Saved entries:
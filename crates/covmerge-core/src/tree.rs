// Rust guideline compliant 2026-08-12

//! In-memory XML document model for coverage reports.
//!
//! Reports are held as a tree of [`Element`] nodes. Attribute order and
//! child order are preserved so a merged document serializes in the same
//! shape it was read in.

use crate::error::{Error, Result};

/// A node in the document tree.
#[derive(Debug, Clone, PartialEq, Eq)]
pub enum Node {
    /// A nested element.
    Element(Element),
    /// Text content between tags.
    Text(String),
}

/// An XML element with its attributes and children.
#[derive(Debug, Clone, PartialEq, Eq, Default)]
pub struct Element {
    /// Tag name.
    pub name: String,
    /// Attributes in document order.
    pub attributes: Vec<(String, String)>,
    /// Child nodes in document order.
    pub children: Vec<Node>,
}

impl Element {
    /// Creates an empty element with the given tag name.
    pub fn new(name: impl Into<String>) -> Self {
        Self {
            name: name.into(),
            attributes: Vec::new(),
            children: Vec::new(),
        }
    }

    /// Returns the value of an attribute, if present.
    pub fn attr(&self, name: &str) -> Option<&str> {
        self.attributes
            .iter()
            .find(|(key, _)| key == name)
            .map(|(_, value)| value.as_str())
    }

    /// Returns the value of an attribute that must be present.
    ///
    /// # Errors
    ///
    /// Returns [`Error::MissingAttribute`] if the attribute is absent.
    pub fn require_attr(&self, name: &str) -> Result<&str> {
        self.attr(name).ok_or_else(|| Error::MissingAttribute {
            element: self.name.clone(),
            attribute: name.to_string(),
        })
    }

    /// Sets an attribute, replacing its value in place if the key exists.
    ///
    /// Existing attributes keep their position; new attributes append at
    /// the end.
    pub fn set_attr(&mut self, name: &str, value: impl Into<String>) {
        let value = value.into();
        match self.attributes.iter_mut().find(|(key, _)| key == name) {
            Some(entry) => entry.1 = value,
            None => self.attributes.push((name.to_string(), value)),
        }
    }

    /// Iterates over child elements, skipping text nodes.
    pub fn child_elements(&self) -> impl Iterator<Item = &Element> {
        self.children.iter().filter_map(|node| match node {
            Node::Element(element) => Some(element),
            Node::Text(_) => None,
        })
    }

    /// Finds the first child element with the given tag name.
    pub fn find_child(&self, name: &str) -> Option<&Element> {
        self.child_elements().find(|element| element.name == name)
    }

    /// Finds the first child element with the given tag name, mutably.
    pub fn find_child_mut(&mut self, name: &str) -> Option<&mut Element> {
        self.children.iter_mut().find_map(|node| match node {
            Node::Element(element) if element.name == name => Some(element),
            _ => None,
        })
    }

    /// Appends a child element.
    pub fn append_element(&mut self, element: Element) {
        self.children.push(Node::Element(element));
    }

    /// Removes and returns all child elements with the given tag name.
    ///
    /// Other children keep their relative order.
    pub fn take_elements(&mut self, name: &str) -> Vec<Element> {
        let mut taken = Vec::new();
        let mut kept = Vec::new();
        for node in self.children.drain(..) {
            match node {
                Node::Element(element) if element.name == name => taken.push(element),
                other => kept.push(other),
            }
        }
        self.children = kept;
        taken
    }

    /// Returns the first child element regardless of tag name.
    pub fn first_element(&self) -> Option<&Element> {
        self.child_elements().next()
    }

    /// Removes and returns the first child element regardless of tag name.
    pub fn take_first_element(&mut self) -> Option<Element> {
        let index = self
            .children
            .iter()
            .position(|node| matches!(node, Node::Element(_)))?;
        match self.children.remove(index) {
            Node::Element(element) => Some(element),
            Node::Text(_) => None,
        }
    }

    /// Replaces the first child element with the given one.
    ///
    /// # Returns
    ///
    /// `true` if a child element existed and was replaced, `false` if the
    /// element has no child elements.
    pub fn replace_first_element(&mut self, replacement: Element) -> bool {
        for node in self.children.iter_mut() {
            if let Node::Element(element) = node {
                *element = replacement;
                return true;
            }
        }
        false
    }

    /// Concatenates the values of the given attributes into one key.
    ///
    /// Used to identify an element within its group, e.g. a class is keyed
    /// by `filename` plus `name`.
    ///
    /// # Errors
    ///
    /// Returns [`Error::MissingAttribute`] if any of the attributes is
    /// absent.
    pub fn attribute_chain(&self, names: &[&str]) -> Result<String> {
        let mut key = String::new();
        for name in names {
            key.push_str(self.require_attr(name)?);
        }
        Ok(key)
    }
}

* * *

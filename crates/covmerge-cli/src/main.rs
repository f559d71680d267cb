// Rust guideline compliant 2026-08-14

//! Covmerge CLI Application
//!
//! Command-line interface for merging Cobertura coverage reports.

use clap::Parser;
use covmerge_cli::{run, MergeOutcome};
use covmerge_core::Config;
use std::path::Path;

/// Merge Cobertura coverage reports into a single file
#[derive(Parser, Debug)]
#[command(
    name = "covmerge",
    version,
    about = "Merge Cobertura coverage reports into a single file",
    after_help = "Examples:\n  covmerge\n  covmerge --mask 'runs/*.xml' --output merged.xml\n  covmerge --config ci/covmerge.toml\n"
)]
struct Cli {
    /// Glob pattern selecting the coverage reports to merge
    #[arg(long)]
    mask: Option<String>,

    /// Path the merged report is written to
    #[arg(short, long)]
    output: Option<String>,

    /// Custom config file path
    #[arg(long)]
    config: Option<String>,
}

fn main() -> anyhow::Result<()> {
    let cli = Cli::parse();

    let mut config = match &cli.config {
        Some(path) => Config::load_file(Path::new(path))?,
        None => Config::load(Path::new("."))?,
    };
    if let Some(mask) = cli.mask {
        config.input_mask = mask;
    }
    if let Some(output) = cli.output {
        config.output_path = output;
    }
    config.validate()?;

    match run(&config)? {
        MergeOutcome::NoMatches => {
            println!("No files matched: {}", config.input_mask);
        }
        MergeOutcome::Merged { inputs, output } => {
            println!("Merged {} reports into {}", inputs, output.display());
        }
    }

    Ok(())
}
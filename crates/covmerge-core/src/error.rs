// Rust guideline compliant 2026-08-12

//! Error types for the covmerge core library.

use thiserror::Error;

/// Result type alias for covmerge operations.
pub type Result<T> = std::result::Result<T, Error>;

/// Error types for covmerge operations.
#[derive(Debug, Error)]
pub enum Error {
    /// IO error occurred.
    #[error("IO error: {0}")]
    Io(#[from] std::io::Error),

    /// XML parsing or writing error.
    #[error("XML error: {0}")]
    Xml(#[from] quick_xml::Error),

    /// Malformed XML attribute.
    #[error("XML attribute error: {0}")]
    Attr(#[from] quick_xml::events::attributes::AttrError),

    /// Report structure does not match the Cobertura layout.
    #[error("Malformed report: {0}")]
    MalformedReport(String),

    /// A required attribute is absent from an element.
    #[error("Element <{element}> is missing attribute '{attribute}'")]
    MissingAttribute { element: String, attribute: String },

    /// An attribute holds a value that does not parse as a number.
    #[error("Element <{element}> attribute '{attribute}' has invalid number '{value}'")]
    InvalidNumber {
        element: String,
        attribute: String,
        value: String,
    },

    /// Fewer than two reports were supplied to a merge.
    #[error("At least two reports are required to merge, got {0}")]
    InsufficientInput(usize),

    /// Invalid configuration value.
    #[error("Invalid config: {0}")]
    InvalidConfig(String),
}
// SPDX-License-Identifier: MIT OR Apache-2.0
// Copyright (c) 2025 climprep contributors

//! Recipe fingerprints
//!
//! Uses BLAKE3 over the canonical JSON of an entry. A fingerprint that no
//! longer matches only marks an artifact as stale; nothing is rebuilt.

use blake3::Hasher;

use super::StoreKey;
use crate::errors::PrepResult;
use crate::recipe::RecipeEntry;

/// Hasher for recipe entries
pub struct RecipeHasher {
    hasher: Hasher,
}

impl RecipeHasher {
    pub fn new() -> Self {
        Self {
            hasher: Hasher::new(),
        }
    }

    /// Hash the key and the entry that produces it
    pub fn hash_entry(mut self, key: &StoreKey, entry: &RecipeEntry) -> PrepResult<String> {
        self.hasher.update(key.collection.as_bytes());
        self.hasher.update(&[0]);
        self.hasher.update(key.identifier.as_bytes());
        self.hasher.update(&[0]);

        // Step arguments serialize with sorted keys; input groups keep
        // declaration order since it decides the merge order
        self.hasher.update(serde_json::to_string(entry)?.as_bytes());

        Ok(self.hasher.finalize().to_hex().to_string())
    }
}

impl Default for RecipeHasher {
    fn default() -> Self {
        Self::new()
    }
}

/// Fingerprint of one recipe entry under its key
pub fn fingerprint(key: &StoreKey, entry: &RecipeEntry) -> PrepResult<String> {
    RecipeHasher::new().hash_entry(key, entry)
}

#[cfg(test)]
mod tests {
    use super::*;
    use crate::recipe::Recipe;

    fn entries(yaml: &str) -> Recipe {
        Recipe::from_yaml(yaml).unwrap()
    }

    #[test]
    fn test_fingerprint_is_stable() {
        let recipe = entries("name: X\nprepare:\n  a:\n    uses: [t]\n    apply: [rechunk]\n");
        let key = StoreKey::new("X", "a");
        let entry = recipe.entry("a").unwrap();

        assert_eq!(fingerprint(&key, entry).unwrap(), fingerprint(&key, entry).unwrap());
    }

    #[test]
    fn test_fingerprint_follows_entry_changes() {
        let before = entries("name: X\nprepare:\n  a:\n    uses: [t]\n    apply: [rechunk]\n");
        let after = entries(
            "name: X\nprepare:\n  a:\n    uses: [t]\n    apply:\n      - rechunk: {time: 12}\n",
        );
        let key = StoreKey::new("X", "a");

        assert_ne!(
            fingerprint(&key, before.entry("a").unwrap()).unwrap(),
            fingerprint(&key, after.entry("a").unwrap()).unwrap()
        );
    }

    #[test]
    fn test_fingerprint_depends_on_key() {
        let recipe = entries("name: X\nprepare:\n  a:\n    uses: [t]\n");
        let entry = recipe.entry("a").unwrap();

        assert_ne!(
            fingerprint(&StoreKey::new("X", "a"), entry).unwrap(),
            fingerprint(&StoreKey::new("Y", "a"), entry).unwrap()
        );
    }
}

*Activity*
Would you please copy all lines in the data that contain the word "filename"?

*The answer*
filename crates/covmerge-core/src/tree.rs
    /// by `filename` plus `name`.
filename crates/covmerge-cli/src/main.rs
filename crates/covmerge-core/src/error.rs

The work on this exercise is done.